しかし、本判決は、本件の臨床経過や医学上の死亡率などの統計資料を踏まえて結論づけた鑑定資料は重要な資料ではあるものの、それのみで高度の蓋然性(最高裁第一小法廷平成11年2月25日判決 民集53巻2号235頁参照)があるといえるか否かについての心証を形成するものではなく、また、鑑定書などを踏まえ、当裁判所が特定時点におけるBの死亡を避けられた蓋然性が高いと認められると判断したに過ぎないとして、同主張を排斥しました。

本件でポイントになったのは、Bの痰を吸引する際に、茶色の食物残渣様のものが吸引されていた事実の評価だと考えます。

具体的には、当該事実を気道から誤嚥した食物などが吸引された可能性を示すと評価するか否か(裁判所はこれを肯定)であったといえます。

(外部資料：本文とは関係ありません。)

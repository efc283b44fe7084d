//! # cuke-emit-cli
//!
//! Binary entry point for cuke-emit.
//!
//! This crate provides:
//! - CLI argument parsing using `clap`
//! - Layered override resolution (`--set` flags, config file, environment)
//! - One lifecycle event per invocation, written as an NDJSON line
//! - Shell completions via `cuke-emit completions`

mod completions;
mod events;

use std::path::PathBuf;

use anyhow::{Context, Result};
use clap::{Parser, Subcommand};
use cuke_emit_core::{ConfigError, EmitConfig, parse_override_assignment};
use tracing::debug;
use tracing_subscriber::EnvFilter;

use crate::completions::CompletionsArgs;
use crate::events::EventCommand;

/// Emit Cucumber-style test lifecycle events as NDJSON.
#[derive(Parser, Debug)]
#[command(name = "cuke-emit", version, about)]
pub struct Cli {
    /// YAML config file with `output` and `overrides`
    #[arg(short, long, global = true, value_name = "FILE")]
    config: Option<PathBuf>,

    /// Append envelopes to this file instead of writing to stdout
    #[arg(short, long, global = true, value_name = "FILE")]
    output: Option<PathBuf>,

    /// Set an override, e.g. SpecFlow_Messages_TestRunStartedTimeOverride=2020-01-01T00:00:00Z
    #[arg(long = "set", global = true, value_name = "KEY=VALUE", value_parser = parse_set)]
    overrides: Vec<(String, String)>,

    /// Enable debug logging
    #[arg(short, long, global = true)]
    verbose: bool,

    #[command(subcommand)]
    command: Commands,
}

#[derive(Subcommand, Debug)]
enum Commands {
    #[command(flatten)]
    Event(EventCommand),

    /// Generate shell completions
    Completions(CompletionsArgs),
}

fn parse_set(assignment: &str) -> Result<(String, String), ConfigError> {
    parse_override_assignment(assignment)
}

/// Logs go to stderr; stdout carries the NDJSON stream.
fn init_logging(verbose: bool) {
    let default_filter = if verbose { "debug" } else { "info" };
    let filter =
        EnvFilter::try_from_default_env().unwrap_or_else(|_| EnvFilter::new(default_filter));

    tracing_subscriber::fmt()
        .with_env_filter(filter)
        .with_writer(std::io::stderr)
        .init();
}

fn main() -> Result<()> {
    let cli = Cli::parse();
    init_logging(cli.verbose);

    let command = match cli.command {
        Commands::Completions(args) => {
            completions::write_completions(&args, &mut std::io::stdout());
            return Ok(());
        }
        Commands::Event(command) => command,
    };

    let config = match &cli.config {
        Some(path) => EmitConfig::from_file(path)
            .with_context(|| format!("Failed to load config {}", path.display()))?,
        None => EmitConfig::default(),
    };

    let output = cli.output.or_else(|| config.output.clone());
    debug!(
        output = ?output,
        flag_overrides = cli.overrides.len(),
        file_overrides = config.overrides.len(),
        "Resolved emitter settings"
    );

    let overrides = events::layered_overrides(&cli.overrides, &config);
    let sender = events::build_sender(output.as_deref(), overrides)?;
    events::execute(&command, &sender)
}
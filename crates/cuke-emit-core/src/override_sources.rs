//! Override providers.
//!
//! - [`EnvOverrides`] reads the process environment, which is where existing
//!   override tooling puts these values.
//! - [`MapOverrides`] holds values in memory (config files, CLI flags, tests).
//! - [`LayeredOverrides`] consults several providers in priority order.

use std::collections::BTreeMap;
use std::env::VarError;
use std::fmt;
use std::sync::Arc;

use cuke_emit_proto::OverrideProvider;
use tracing::warn;

/// Reads overrides from environment variables of the same name.
#[derive(Debug, Clone, Copy, Default)]
pub struct EnvOverrides;

impl EnvOverrides {
    /// Resolves `name` through `lookup`, which has the shape of
    /// [`std::env::var`].
    ///
    /// A value that is not valid UTF-8 counts as unset.
    pub fn get_with(
        name: &str,
        lookup: impl Fn(&str) -> Result<String, VarError>,
    ) -> Option<String> {
        match lookup(name) {
            Ok(value) => Some(value),
            Err(VarError::NotPresent) => None,
            Err(VarError::NotUnicode(_)) => {
                warn!(key = name, "Ignoring override with a non-UTF-8 value");
                None
            }
        }
    }
}

impl OverrideProvider for EnvOverrides {
    fn get(&self, name: &str) -> Option<String> {
        Self::get_with(name, |key| std::env::var(key))
    }
}

/// A fixed set of overrides held in memory.
#[derive(Debug, Clone, Default, PartialEq, Eq)]
pub struct MapOverrides {
    values: BTreeMap<String, String>,
}

impl MapOverrides {
    pub fn new() -> Self {
        Self::default()
    }

    /// Adds a value, replacing any earlier value for the same key.
    pub fn with(mut self, name: impl Into<String>, value: impl Into<String>) -> Self {
        self.insert(name, value);
        self
    }

    pub fn insert(&mut self, name: impl Into<String>, value: impl Into<String>) {
        self.values.insert(name.into(), value.into());
    }

    pub fn len(&self) -> usize {
        self.values.len()
    }

    pub fn is_empty(&self) -> bool {
        self.values.is_empty()
    }
}

impl<K: Into<String>, V: Into<String>> FromIterator<(K, V)> for MapOverrides {
    fn from_iter<I: IntoIterator<Item = (K, V)>>(iter: I) -> Self {
        Self {
            values: iter
                .into_iter()
                .map(|(k, v)| (k.into(), v.into()))
                .collect(),
        }
    }
}

impl OverrideProvider for MapOverrides {
    fn get(&self, name: &str) -> Option<String> {
        self.values.get(name).cloned()
    }
}

/// Providers consulted in order; the first one that has a key wins.
#[derive(Clone, Default)]
pub struct LayeredOverrides {
    layers: Vec<Arc<dyn OverrideProvider>>,
}

impl LayeredOverrides {
    pub fn new() -> Self {
        Self::default()
    }

    /// Appends a provider with lower priority than every existing layer.
    pub fn with_layer(mut self, provider: Arc<dyn OverrideProvider>) -> Self {
        self.layers.push(provider);
        self
    }

    pub fn len(&self) -> usize {
        self.layers.len()
    }

    pub fn is_empty(&self) -> bool {
        self.layers.is_empty()
    }
}

impl OverrideProvider for LayeredOverrides {
    fn get(&self, name: &str) -> Option<String> {
        self.layers.iter().find_map(|layer| layer.get(name))
    }
}

impl fmt::Debug for LayeredOverrides {
    fn fmt(&self, f: &mut fmt::Formatter<'_>) -> fmt::Result {
        f.debug_struct("LayeredOverrides")
            .field("layers", &self.layers.len())
            .finish()
    }
}
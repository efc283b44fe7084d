//! Cucumber-style JSON messages and the factory that builds them.
//!
//! Each envelope serializes to a single externally tagged object, e.g.
//! `{"testCaseStarted":{"pickleId":"...","timestamp":{"seconds":1,"nanos":0}}}`.

use std::time::Duration;

use cuke_emit_proto::{
    BuildResult, MessageFactory, PickleId, TestOutcome, TestStatus, Timestamp, WrappedFailure,
};
use serde::{Deserialize, Serialize};

/// Seconds and nanoseconds since the Unix epoch.
#[derive(Debug, Clone, Copy, PartialEq, Eq, Serialize, Deserialize)]
pub struct WireTimestamp {
    pub seconds: i64,
    pub nanos: u32,
}

impl WireTimestamp {
    /// Returns `None` for instants before the Unix epoch.
    fn from_timestamp(timestamp: Timestamp) -> Option<Self> {
        let seconds = timestamp.timestamp();
        (seconds >= 0).then(|| Self {
            seconds,
            nanos: timestamp.timestamp_subsec_nanos(),
        })
    }
}

#[derive(Debug, Clone, Copy, PartialEq, Eq, Serialize, Deserialize)]
pub struct WireDuration {
    pub seconds: i64,
    pub nanos: u32,
}

impl WireDuration {
    fn from_duration(duration: Duration) -> Option<Self> {
        Some(Self {
            seconds: i64::try_from(duration.as_secs()).ok()?,
            nanos: duration.subsec_nanos(),
        })
    }
}

#[derive(Debug, Clone, PartialEq, Eq, Serialize, Deserialize)]
pub struct TestRunStarted {
    pub timestamp: WireTimestamp,
}

#[derive(Debug, Clone, PartialEq, Eq, Serialize, Deserialize)]
#[serde(rename_all = "camelCase")]
pub struct TestCaseStarted {
    pub pickle_id: PickleId,
    pub timestamp: WireTimestamp,
}

#[derive(Debug, Clone, PartialEq, Eq, Serialize, Deserialize)]
pub struct TestResult {
    pub status: TestStatus,
    #[serde(default, skip_serializing_if = "Option::is_none")]
    pub message: Option<String>,
    pub duration: WireDuration,
}

#[derive(Debug, Clone, PartialEq, Eq, Serialize, Deserialize)]
#[serde(rename_all = "camelCase")]
pub struct TestCaseFinished {
    pub pickle_id: PickleId,
    pub timestamp: WireTimestamp,
    pub test_result: TestResult,
}

/// A single lifecycle message.
#[derive(Debug, Clone, PartialEq, Eq, Serialize, Deserialize)]
#[serde(rename_all = "camelCase")]
pub enum Message {
    TestRunStarted(TestRunStarted),
    TestCaseStarted(TestCaseStarted),
    TestCaseFinished(TestCaseFinished),
}

impl Message {
    /// The message name as it appears on the wire.
    pub fn kind(&self) -> &'static str {
        match self {
            Message::TestRunStarted(_) => "testRunStarted",
            Message::TestCaseStarted(_) => "testCaseStarted",
            Message::TestCaseFinished(_) => "testCaseFinished",
        }
    }
}

/// The wrapper every message travels in.
#[derive(Debug, Clone, PartialEq, Eq, Serialize, Deserialize)]
#[serde(transparent)]
pub struct Envelope {
    message: Message,
}

impl Envelope {
    pub fn message(&self) -> &Message {
        &self.message
    }

    pub fn into_message(self) -> Message {
        self.message
    }
}

/// Builds [`Message`]s and [`Envelope`]s.
///
/// Pickle ids must not be nil and timestamps must not precede the Unix
/// epoch; violations are reported as failures rather than encoded.
#[derive(Debug, Clone, Copy, Default)]
pub struct JsonMessageFactory;

impl JsonMessageFactory {
    fn wire_timestamp(kind: &str, timestamp: Timestamp) -> Result<WireTimestamp, WrappedFailure> {
        WireTimestamp::from_timestamp(timestamp).ok_or_else(|| {
            WrappedFailure::new(kind, format!("{timestamp} is before the Unix epoch"))
                .with_field("timestamp")
        })
    }

    fn check_pickle_id(pickle_id: PickleId) -> Result<PickleId, String> {
        if pickle_id.is_nil() {
            Err("pickle id must not be nil".to_string())
        } else {
            Ok(pickle_id)
        }
    }
}

impl MessageFactory for JsonMessageFactory {
    type Message = Message;
    type Envelope = Envelope;
    type Outcome = TestOutcome;

    fn build_run_started(&self, timestamp: Timestamp) -> BuildResult<Message> {
        match Self::wire_timestamp("testRunStarted", timestamp) {
            Ok(timestamp) => BuildResult::Success(Message::TestRunStarted(TestRunStarted { timestamp })),
            Err(failure) => BuildResult::WrappedFailure(failure),
        }
    }

    fn build_case_started(&self, pickle_id: PickleId, timestamp: Timestamp) -> BuildResult<Message> {
        let pickle_id = match Self::check_pickle_id(pickle_id) {
            Ok(id) => id,
            Err(description) => return BuildResult::Failure(description),
        };
        match Self::wire_timestamp("testCaseStarted", timestamp) {
            Ok(timestamp) => BuildResult::Success(Message::TestCaseStarted(TestCaseStarted {
                pickle_id,
                timestamp,
            })),
            Err(failure) => BuildResult::WrappedFailure(failure),
        }
    }

    fn build_case_finished(
        &self,
        pickle_id: PickleId,
        timestamp: Timestamp,
        outcome: &TestOutcome,
    ) -> BuildResult<Message> {
        let pickle_id = match Self::check_pickle_id(pickle_id) {
            Ok(id) => id,
            Err(description) => return BuildResult::Failure(description),
        };
        let timestamp = match Self::wire_timestamp("testCaseFinished", timestamp) {
            Ok(timestamp) => timestamp,
            Err(failure) => return BuildResult::WrappedFailure(failure),
        };
        let Some(duration) = WireDuration::from_duration(outcome.duration) else {
            return BuildResult::WrappedFailure(
                WrappedFailure::new("testCaseFinished", "duration does not fit in i64 seconds")
                    .with_field("testResult.duration"),
            );
        };

        BuildResult::Success(Message::TestCaseFinished(TestCaseFinished {
            pickle_id,
            timestamp,
            test_result: TestResult {
                status: outcome.status,
                message: outcome.message.clone(),
                duration,
            },
        }))
    }

    fn build_envelope(&self, message: Message) -> BuildResult<Envelope> {
        // Sinks serialize later and cannot report errors, so check it here
        if let Err(error) = serde_json::to_value(&message) {
            return BuildResult::ExceptionFailure(Box::new(error));
        }
        BuildResult::Success(Envelope { message })
    }
}
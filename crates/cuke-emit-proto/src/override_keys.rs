//! Names of the process-wide overrides consulted by the event sender.
//!
//! These strings are read by existing override tooling and must not change.

/// Replaces the timestamp of the test-run-started event.
pub const TEST_RUN_STARTED_TIME: &str = "SpecFlow_Messages_TestRunStartedTimeOverride";

/// Replaces the timestamp of every test-case-started event.
pub const TEST_CASE_STARTED_TIME: &str = "SpecFlow_Messages_TestCaseStartedTimeOverride";

/// Replaces the pickle id of every test-case-started event.
pub const TEST_CASE_STARTED_PICKLE_ID: &str = "SpecFlow_Messages_TestCaseStartedPickleIdOverride";

/// Replaces the timestamp of every test-case-finished event.
pub const TEST_CASE_FINISHED_TIME: &str = "SpecFlow_Messages_TestCaseFinishedTimeOverride";

/// Replaces the pickle id of every test-case-finished event.
pub const TEST_CASE_FINISHED_PICKLE_ID: &str = "SpecFlow_Messages_TestCaseFinishedPickleIdOverride";

/// All override keys, in event order.
pub const ALL: [&str; 5] = [
    TEST_RUN_STARTED_TIME,
    TEST_CASE_STARTED_TIME,
    TEST_CASE_STARTED_PICKLE_ID,
    TEST_CASE_FINISHED_TIME,
    TEST_CASE_FINISHED_PICKLE_ID,
];

/// Returns true if `name` is one of the known override keys.
pub fn is_known(name: &str) -> bool {
    ALL.contains(&name)
}
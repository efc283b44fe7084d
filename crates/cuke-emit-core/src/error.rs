//! Errors raised when an event cannot be sent.

use cuke_emit_proto::{BoxError, WrappedFailure};
use thiserror::Error;

/// Why an event never reached the sink.
///
/// Each variant corresponds to one non-success shape of
/// [`BuildResult`](cuke_emit_proto::BuildResult).
#[derive(Debug, Error)]
pub enum SendError {
    /// The factory described the failure structurally.
    #[error("the message could not be created. {0}")]
    Wrapped(WrappedFailure),

    /// The factory's own error, passed through unchanged.
    #[error(transparent)]
    Exception(BoxError),

    /// The factory described the failure in free text.
    #[error("the message could not be created. {0}")]
    Failure(String),

    /// The factory returned a result shape this sender does not know.
    #[error("the message could not be created")]
    Unrecognized,
}

impl SendError {
    /// Returns the factory's original error, if this is the exception case.
    pub fn into_cause(self) -> Option<BoxError> {
        match self {
            Self::Exception(cause) => Some(cause),
            _ => None,
        }
    }
}
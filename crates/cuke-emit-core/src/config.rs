//! Emitter configuration.
//!
//! Loaded from a YAML file such as:
//!
//! ```yaml
//! output: messages.ndjson
//! overrides:
//!   SpecFlow_Messages_TestRunStartedTimeOverride: "2020-01-01T00:00:00Z"
//! ```

use std::collections::BTreeMap;
use std::path::{Path, PathBuf};

use cuke_emit_proto::override_keys;
use serde::{Deserialize, Serialize};
use thiserror::Error;

use crate::MapOverrides;

/// Errors from loading configuration or parsing override assignments.
#[derive(Debug, Error)]
pub enum ConfigError {
    #[error("failed to read config file {path}: {source}")]
    Io {
        path: PathBuf,
        #[source]
        source: std::io::Error,
    },

    #[error("invalid YAML: {0}")]
    Yaml(#[from] serde_yaml::Error),

    #[error("unknown override key '{0}'")]
    InvalidOverrideKey(String),

    #[error("expected KEY=VALUE, got '{0}'")]
    InvalidAssignment(String),
}

/// File-based settings for the emitter.
#[derive(Debug, Clone, Default, PartialEq, Eq, Serialize, Deserialize)]
#[serde(deny_unknown_fields)]
pub struct EmitConfig {
    /// Where envelopes are appended; stdout when unset.
    #[serde(default, skip_serializing_if = "Option::is_none")]
    pub output: Option<PathBuf>,

    /// Override values keyed by override name.
    #[serde(default, skip_serializing_if = "BTreeMap::is_empty")]
    pub overrides: BTreeMap<String, String>,
}

impl EmitConfig {
    pub fn from_file(path: &Path) -> Result<Self, ConfigError> {
        let content = std::fs::read_to_string(path).map_err(|source| ConfigError::Io {
            path: path.to_path_buf(),
            source,
        })?;
        Self::parse_yaml(&content)
    }

    /// Parses YAML and rejects unknown override keys.
    pub fn parse_yaml(content: &str) -> Result<Self, ConfigError> {
        // An empty file is a valid, empty config
        if content.trim().is_empty() {
            return Ok(Self::default());
        }
        let config: Self = serde_yaml::from_str(content)?;
        config.validate()?;
        Ok(config)
    }

    pub fn validate(&self) -> Result<(), ConfigError> {
        match self.overrides.keys().find(|key| !override_keys::is_known(key)) {
            Some(key) => Err(ConfigError::InvalidOverrideKey(key.clone())),
            None => Ok(()),
        }
    }

    pub fn override_provider(&self) -> MapOverrides {
        self.overrides.iter().map(|(k, v)| (k.as_str(), v.as_str())).collect()
    }
}

/// Parses a `KEY=VALUE` override assignment.
///
/// The value may itself contain `=`; only the first one separates.
pub fn parse_override_assignment(assignment: &str) -> Result<(String, String), ConfigError> {
    let (key, value) = assignment
        .split_once('=')
        .ok_or_else(|| ConfigError::InvalidAssignment(assignment.to_string()))?;
    let key = key.trim();
    if !override_keys::is_known(key) {
        return Err(ConfigError::InvalidOverrideKey(key.to_string()));
    }
    Ok((key.to_string(), value.to_string()))
}

#[cfg(test)]
mod tests {
    use super::*;
    use cuke_emit_proto::OverrideProvider;
    use tempfile::TempDir;

    #[test]
    fn test_parse_full_config() {
        let yaml = r#"
output: out/messages.ndjson
overrides:
  SpecFlow_Messages_TestRunStartedTimeOverride: "2020-01-01T00:00:00+02:00"
  SpecFlow_Messages_TestCaseStartedPickleIdOverride: 0f8fad5b-d9cb-469f-a165-70867728950e
"#;
        let config = EmitConfig::parse_yaml(yaml).unwrap();
        assert_eq!(config.output, Some(PathBuf::from("out/messages.ndjson")));
        assert_eq!(config.overrides.len(), 2);

        let provider = config.override_provider();
        assert_eq!(
            provider.get(override_keys::TEST_RUN_STARTED_TIME).as_deref(),
            Some("2020-01-01T00:00:00+02:00")
        );
        assert_eq!(
            provider.get(override_keys::TEST_CASE_STARTED_PICKLE_ID).as_deref(),
            Some("0f8fad5b-d9cb-469f-a165-70867728950e")
        );
    }

    #[test]
    fn test_empty_config() {
        assert_eq!(EmitConfig::parse_yaml("").unwrap(), EmitConfig::default());
        assert_eq!(EmitConfig::parse_yaml("output: x.ndjson\n").unwrap().overrides.len(), 0);
    }

    #[test]
    fn test_unknown_override_key_rejected() {
        let yaml = "overrides:\n  SpecFlow_Messages_TestRunFinishedTimeOverride: now\n";
        match EmitConfig::parse_yaml(yaml) {
            Err(ConfigError::InvalidOverrideKey(key)) => {
                assert_eq!(key, "SpecFlow_Messages_TestRunFinishedTimeOverride");
            }
            other => panic!("Expected InvalidOverrideKey, got {other:?}"),
        }
    }

    #[test]
    fn test_unknown_field_rejected() {
        assert!(matches!(
            EmitConfig::parse_yaml("outptu: typo.ndjson\n"),
            Err(ConfigError::Yaml(_))
        ));
    }

    #[test]
    fn test_from_file() {
        let dir = TempDir::new().unwrap();
        let path = dir.path().join("cuke-emit.yml");
        std::fs::write(&path, "output: events.ndjson\n").unwrap();

        let config = EmitConfig::from_file(&path).unwrap();
        assert_eq!(config.output, Some(PathBuf::from("events.ndjson")));
    }

    #[test]
    fn test_from_missing_file() {
        let dir = TempDir::new().unwrap();
        let err = EmitConfig::from_file(&dir.path().join("missing.yml")).unwrap_err();
        assert!(matches!(err, ConfigError::Io { .. }));
        assert!(err.to_string().contains("missing.yml"));
    }

    #[test]
    fn test_parse_override_assignment() {
        let (key, value) = parse_override_assignment(
            "SpecFlow_Messages_TestCaseFinishedTimeOverride=2020-01-01T00:00:00+02:00",
        )
        .unwrap();
        assert_eq!(key, override_keys::TEST_CASE_FINISHED_TIME);
        assert_eq!(value, "2020-01-01T00:00:00+02:00");

        let (_, value) =
            parse_override_assignment("SpecFlow_Messages_TestRunStartedTimeOverride=a=b").unwrap();
        assert_eq!(value, "a=b");
    }

    #[test]
    fn test_parse_override_assignment_errors() {
        assert!(matches!(
            parse_override_assignment("no-equals-sign"),
            Err(ConfigError::InvalidAssignment(_))
        ));
        assert!(matches!(
            parse_override_assignment("PATH=/usr/bin"),
            Err(ConfigError::InvalidOverrideKey(_))
        ));
    }
}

本件は、診療記録上、看護師による「誤嚥している様子」との記載があり、医療事故等報告書にもこれに沿う記載があったという意味で被告Y法人にとって不利な状況であったことを踏まえても、今後の対策として、看護師とのコミュニケーションや吸引物の注視を再検討する契機になる事案だと考えます。

訴訟上の因果関係の証明については、本判決の通り理解するのが実務ですので、鑑定書のみで具体的な数字が記載されても、あくまで心証形成のための参考資料にとどまるという点をご確認いただければと思います。